6        No título IX da Diretiva IVA, sob a epígrafe «Isenções», o capítulo 1, sob a epígrafe «Disposições gerais», inclui o artigo 131.° dessa diretiva, que dispõe:

«As isenções previstas nos Capítulos 2 a 9 aplicam-se sem prejuízo de outras disposições comunitárias e nas condições fixadas pelos Estados-Membros a fim de assegurar a aplicação correta e simples das referidas isenções e de evitar qualquer possível fraude, evasão ou abuso.»

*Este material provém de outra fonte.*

//! Pure chat-completion REST API client
//!
//! A clean, minimal client for an OpenAI-compatible chat-completions API with
//! no domain-specific logic: one request/response shape, function-calling
//! tool definitions, and nothing else. The calling crate owns the agent loop,
//! conversation-history model, and retry/checkpoint semantics.
//!
//! # Example
//!
//! ```rust,ignore
//! use chat_client::{ChatClient, CompletionRequest, user_message};
//!
//! let client = ChatClient::from_env()?;
//! let reply = client
//!     .complete(CompletionRequest::new("gpt-4o", vec![user_message("Hello!")]))
//!     .await?;
//! println!("{:?}", reply.content);
//! ```
//!
//! # Function calling
//!
//! ```rust,ignore
//! use chat_client::{ChatClient, CompletionRequest, Tool, user_message};
//!
//! let tools = vec![my_tool.definition()];
//! let reply = client
//!     .complete(CompletionRequest::new("gpt-4o", vec![user_message("Hello!")]).with_tools(tools))
//!     .await?;
//! if reply.has_tool_calls() {
//!     // dispatch reply.tool_calls through an ErasedTool registry
//! }
//! ```

pub mod error;
pub mod schema;
pub mod tool;
pub mod types;

pub use error::{ChatError, Result};
pub use schema::StructuredOutput;
pub use tool::{ErasedTool, Tool, ToolCall, ToolCallError, ToolDefinition};
pub use types::*;

use reqwest::Client;
use tracing::{debug, warn};

/// Pure chat-completion API client.
#[derive(Clone)]
pub struct ChatClient {
    http_client: Client,
    api_key: String,
    base_url: String,
}

impl ChatClient {
    /// Create a new client with the given API key, pointed at the OpenAI API.
    pub fn new(api_key: impl Into<String>) -> Self {
        Self {
            http_client: Client::new(),
            api_key: api_key.into(),
            base_url: "https://api.openai.com/v1".to_string(),
        }
    }

    /// Create from the `CHAT_PROVIDER_API_KEY` environment variable, optionally
    /// overriding the base URL from `CHAT_PROVIDER_BASE_URL`.
    pub fn from_env() -> Result<Self> {
        let api_key = std::env::var("CHAT_PROVIDER_API_KEY")
            .map_err(|_| ChatError::Config("CHAT_PROVIDER_API_KEY not set".into()))?;
        let mut client = Self::new(api_key);
        if let Ok(base_url) = std::env::var("CHAT_PROVIDER_BASE_URL") {
            client = client.with_base_url(base_url);
        }
        Ok(client)
    }

    /// Set a custom base URL (for Azure, proxies, self-hosted providers).
    pub fn with_base_url(mut self, url: impl Into<String>) -> Self {
        self.base_url = url.into();
        self
    }

    /// Get the API key.
    pub fn api_key(&self) -> &str {
        &self.api_key
    }

    /// Get the base URL.
    pub fn base_url(&self) -> &str {
        &self.base_url
    }

    /// Run one chat-completion call.
    ///
    /// Returns the assistant's message, including any tool calls it made.
    /// Callers drive the agent loop themselves: append the returned message
    /// (via [`CompletionMessage::raw`]) to history, dispatch tool calls, push
    /// tool results, and call this again.
    pub async fn complete(&self, request: CompletionRequest) -> Result<CompletionMessage> {
        let start = std::time::Instant::now();
        let model = request.model.clone();

        let response = self
            .http_client
            .post(format!("{}/chat/completions", self.base_url))
            .header("Authorization", format!("Bearer {}", self.api_key))
            .header("Content-Type", "application/json")
            .json(&request.to_json())
            .send()
            .await
            .map_err(|e| {
                warn!(error = %e, "chat completion request failed");
                ChatError::Network(e.to_string())
            })?;

        let status = response.status();
        if !status.is_success() {
            let body = response.text().await.unwrap_or_default();
            warn!(status = %status, body = %body, "chat provider returned an error");
            return Err(ChatError::Api {
                status: status.as_u16(),
                body,
            });
        }

        let parsed: types::ChatResponseRaw = response
            .json()
            .await
            .map_err(|e| ChatError::Parse(e.to_string()))?;

        let raw = parsed
            .choices
            .into_iter()
            .next()
            .map(|c| c.message)
            .ok_or_else(|| ChatError::Parse("no choices in chat completion response".into()))?;

        debug!(
            model = %model,
            duration_ms = start.elapsed().as_millis(),
            "chat completion"
        );

        Ok(CompletionMessage::from_raw(raw))
    }
}

#[cfg(test)]
mod tests {
    use super::*;

    #[test]
    fn client_builder_sets_base_url() {
        let client = ChatClient::new("sk-test").with_base_url("https://custom.api.com");
        assert_eq!(client.api_key(), "sk-test");
        assert_eq!(client.base_url(), "https://custom.api.com");
    }

    #[test]
    fn from_env_requires_api_key() {
        std::env::remove_var("CHAT_PROVIDER_API_KEY");
        assert!(ChatClient::from_env().is_err());
    }
}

7        Esse título IX contém igualmente o capítulo 4, sob a epígrafe «Isenções relacionadas com as operações intracomunitárias». Nesse capítulo 4, o artigo 138.°, n.° 1, da Diretiva IVA prevê:

«Os Estados-Membros isentam as entregas de bens expedidos ou transportados, para fora do respetivo território mas na Comunidade [Europeia], pelo vendedor, pelo adquirente ou por conta destes, efetuadas a outro sujeito passivo ou a uma pessoa coletiva que não seja sujeito passivo agindo como tal num Estado-Membro diferente do Estado de partida da expedição ou do transporte dos bens.»

8        O artigo 196.° dessa diretiva dispõe:

«O IVA é devido pelos sujeitos passivos, ou pelas pessoas coletivas que não sejam sujeitos passivos registadas para efeitos do IVA, a quem são prestados os serviços a que se refere o artigo 44.°, se os serviços forem prestados por sujeitos passivos não estabelecidos no território do Estado-Membro. »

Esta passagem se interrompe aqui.